[Data extracted from a collection]
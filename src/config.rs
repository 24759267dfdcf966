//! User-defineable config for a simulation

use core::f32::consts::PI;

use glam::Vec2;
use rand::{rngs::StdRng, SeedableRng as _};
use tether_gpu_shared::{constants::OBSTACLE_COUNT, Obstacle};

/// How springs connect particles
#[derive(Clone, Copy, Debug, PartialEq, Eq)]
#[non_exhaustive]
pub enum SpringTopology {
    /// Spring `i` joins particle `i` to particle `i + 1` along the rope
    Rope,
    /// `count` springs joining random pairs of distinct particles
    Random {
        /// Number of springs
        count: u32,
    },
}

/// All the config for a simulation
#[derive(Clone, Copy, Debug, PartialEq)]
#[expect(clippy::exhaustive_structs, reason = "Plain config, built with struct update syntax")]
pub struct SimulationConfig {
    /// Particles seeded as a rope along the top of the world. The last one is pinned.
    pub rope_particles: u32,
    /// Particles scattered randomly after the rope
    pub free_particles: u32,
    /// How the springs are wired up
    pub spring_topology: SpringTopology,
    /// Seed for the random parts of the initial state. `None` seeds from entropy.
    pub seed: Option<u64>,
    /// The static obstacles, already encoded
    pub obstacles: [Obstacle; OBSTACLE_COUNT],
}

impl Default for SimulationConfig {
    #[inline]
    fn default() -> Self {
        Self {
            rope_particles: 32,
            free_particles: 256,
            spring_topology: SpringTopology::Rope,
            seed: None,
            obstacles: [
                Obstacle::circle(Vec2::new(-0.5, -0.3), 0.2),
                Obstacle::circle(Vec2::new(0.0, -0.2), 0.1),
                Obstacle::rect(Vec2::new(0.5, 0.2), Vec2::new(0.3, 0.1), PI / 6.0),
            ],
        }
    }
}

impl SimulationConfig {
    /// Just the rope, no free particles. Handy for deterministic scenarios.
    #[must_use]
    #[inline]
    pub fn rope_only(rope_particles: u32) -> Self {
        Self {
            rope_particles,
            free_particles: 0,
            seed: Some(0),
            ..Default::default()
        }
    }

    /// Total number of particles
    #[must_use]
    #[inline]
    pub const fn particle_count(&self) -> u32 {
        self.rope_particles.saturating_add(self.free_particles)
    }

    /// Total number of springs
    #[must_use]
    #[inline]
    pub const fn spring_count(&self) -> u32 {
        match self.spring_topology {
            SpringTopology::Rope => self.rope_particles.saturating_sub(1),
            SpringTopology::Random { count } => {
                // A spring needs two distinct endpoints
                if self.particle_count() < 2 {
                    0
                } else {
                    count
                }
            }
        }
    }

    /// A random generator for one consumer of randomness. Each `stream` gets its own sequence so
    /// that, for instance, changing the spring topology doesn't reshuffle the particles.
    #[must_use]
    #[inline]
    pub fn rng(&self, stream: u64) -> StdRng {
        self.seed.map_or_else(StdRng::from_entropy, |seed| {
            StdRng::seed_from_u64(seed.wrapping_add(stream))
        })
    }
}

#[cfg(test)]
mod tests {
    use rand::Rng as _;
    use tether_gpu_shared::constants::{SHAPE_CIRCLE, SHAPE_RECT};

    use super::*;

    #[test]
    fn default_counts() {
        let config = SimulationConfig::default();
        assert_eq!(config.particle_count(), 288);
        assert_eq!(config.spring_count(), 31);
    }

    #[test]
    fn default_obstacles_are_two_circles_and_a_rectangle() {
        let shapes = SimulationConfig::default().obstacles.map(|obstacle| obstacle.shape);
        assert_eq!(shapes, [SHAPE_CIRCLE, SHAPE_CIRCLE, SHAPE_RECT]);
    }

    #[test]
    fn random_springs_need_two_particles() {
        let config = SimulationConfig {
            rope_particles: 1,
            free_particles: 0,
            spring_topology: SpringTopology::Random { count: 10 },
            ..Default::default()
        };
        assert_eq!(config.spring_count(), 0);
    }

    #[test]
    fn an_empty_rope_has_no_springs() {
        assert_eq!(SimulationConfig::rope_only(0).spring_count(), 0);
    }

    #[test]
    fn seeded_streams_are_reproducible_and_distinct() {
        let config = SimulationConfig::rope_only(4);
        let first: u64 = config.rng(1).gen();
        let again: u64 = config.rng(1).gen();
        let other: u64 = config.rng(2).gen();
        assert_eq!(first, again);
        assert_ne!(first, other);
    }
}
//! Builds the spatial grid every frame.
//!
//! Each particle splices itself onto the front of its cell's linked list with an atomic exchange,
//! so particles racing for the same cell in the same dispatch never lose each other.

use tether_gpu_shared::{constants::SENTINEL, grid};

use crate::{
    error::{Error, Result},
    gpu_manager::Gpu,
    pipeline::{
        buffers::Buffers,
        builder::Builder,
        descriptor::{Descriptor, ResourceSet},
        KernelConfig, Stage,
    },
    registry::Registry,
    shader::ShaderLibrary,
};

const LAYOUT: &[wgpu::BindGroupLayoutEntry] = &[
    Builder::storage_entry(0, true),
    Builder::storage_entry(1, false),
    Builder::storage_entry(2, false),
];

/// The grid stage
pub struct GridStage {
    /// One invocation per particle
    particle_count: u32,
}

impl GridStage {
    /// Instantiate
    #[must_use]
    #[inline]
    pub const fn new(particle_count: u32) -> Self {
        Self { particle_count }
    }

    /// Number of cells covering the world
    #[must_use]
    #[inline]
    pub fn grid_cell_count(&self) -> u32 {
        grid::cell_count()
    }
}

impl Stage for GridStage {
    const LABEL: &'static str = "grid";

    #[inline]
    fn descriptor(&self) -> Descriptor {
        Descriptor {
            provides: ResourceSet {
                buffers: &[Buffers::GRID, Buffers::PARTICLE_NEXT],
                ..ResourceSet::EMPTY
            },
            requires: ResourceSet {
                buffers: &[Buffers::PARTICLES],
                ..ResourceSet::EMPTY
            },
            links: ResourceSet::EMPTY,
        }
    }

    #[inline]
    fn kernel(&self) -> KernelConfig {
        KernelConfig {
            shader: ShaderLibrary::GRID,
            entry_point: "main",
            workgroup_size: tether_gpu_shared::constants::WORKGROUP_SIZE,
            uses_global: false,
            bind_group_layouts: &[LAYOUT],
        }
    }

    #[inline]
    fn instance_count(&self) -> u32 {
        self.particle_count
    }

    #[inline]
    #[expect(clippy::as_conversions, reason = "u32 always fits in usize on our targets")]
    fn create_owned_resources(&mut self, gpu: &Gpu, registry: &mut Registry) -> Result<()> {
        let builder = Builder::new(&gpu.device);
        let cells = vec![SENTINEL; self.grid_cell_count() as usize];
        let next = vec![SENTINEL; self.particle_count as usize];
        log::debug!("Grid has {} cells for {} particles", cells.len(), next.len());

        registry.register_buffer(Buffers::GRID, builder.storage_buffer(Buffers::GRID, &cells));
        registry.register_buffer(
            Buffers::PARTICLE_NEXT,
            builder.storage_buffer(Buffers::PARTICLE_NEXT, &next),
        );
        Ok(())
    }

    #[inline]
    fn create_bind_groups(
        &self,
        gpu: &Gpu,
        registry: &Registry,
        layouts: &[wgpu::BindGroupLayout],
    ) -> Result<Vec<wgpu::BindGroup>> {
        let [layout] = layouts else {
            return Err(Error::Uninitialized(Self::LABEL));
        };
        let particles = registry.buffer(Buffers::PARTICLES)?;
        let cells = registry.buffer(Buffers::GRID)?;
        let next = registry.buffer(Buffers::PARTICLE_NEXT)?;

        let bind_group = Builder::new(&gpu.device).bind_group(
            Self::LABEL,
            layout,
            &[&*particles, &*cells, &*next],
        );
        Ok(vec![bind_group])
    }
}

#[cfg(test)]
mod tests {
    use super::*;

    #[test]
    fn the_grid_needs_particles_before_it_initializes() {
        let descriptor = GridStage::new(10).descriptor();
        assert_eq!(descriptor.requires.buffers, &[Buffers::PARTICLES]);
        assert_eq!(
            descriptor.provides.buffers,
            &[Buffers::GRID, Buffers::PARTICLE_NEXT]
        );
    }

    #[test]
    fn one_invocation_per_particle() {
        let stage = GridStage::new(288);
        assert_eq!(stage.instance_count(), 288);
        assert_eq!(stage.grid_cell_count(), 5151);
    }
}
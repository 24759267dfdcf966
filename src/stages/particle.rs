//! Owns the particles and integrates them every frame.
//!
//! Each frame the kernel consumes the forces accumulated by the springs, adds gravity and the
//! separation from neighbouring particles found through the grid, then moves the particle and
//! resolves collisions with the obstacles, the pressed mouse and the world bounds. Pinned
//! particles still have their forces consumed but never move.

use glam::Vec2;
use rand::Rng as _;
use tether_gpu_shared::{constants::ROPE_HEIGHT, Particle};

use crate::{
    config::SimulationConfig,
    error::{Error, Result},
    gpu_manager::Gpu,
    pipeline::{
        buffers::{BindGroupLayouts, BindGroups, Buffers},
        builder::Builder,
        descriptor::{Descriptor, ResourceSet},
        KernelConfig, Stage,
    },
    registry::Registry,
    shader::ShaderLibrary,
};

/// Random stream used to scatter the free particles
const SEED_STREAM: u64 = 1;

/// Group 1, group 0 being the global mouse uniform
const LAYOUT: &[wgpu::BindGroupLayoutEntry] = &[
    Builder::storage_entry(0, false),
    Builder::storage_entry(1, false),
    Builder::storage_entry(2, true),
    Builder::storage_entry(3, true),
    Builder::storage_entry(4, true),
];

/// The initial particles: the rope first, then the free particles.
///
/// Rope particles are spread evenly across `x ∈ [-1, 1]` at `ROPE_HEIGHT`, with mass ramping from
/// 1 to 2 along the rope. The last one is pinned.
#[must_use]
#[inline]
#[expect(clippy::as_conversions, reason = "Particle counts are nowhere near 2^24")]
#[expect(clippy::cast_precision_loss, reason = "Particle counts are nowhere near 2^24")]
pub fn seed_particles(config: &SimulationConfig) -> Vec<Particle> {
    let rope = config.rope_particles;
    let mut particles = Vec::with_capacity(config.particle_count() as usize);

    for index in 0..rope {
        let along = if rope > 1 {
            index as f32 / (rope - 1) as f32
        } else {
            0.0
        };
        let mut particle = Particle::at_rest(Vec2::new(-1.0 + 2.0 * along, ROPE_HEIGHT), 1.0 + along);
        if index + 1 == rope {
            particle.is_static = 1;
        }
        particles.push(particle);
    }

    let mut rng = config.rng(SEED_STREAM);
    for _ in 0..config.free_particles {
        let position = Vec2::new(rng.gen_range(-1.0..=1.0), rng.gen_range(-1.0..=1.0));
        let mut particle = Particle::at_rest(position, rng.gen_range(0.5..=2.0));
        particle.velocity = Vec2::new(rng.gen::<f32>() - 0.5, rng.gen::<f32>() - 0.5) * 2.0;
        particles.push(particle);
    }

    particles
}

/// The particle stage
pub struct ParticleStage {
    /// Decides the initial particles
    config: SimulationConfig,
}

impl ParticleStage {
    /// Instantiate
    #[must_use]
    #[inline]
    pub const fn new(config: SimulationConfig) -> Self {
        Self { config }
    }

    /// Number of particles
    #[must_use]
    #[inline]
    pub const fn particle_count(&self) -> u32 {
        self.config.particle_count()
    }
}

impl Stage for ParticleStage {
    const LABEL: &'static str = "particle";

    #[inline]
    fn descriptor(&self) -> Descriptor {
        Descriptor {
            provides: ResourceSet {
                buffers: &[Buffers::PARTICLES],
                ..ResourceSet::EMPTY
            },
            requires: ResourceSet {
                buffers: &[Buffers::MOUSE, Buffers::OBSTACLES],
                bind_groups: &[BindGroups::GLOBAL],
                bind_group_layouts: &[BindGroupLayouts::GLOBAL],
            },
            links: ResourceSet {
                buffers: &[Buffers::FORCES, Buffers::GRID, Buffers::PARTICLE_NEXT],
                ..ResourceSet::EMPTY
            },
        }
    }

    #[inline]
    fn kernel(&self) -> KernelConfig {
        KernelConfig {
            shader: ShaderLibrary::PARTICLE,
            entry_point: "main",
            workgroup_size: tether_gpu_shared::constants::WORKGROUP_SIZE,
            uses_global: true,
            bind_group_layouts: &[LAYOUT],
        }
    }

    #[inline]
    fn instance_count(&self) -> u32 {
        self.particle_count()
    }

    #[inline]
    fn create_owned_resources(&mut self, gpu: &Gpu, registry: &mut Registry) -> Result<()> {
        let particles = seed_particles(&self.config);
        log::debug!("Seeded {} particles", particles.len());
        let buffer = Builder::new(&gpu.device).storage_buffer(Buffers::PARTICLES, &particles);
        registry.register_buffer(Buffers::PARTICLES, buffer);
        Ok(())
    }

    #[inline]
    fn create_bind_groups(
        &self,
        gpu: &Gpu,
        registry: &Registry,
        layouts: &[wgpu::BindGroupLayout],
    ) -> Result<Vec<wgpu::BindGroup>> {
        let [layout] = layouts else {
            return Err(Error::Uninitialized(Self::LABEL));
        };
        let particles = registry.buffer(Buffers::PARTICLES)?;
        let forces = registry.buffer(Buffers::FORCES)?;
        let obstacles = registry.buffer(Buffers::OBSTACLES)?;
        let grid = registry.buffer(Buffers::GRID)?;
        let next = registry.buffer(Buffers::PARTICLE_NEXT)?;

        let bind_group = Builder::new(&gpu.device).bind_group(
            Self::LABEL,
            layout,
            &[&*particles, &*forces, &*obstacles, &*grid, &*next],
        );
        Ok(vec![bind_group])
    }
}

Work instructions: Show, from the entries above, every line that includes the string "ShaderLibrary".

Task solution:
    shader::ShaderLibrary,
            shader: ShaderLibrary::GRID,
    shader::ShaderLibrary,
            shader: ShaderLibrary::PARTICLE,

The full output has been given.